Germline mutations in early-onset or hereditary breast cancer from the Middle East.

Abstract

20 Background: Breast cancer is the most common cancer affecting women of Middle Eastern origin. Epidemiologically, breast cancer in the Middle East clusters in families and usually affects women a decade younger than Western women. This dilemma is compounded by the lack of curated databases and ambitious studies that address the roles genetic or genomic may play in breast cancer. Methods: We have exome sequenced 60 Middle Eastern women with moderate and strong family history of cancer or young women without significant family history of cancer. DNA extracted from peripheral blood of patients and matching normal Middle Eastern women without history of familial or sporadic cancers, were subjected to whole-exome sequencing using the HiSeq 2500 Illumina platform and MLPA to map major breast cancer–activating genetic defects. Results: Several novel BRCA1/2 mutations were identified in the minority of these women.
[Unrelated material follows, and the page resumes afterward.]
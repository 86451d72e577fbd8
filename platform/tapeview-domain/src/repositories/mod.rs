pub mod render_sink;
pub mod tick_log;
However, other complex mutations in non-BRCA1/2 genes appear to play a more subtle role in breast cancer in the Middle Eastern women. Germline mutations in TP-53, BARD1 and mismatch repair genes were more frequent than expected by chance. Conclusions: BRCA1/2 gene mutations are not a significant cause of heritable cancers in the Middle East. The region may benefit from a well-curated region-specific database accessible to clinicians and scientists where clinical and variants information can be deposited from all over the Middle East.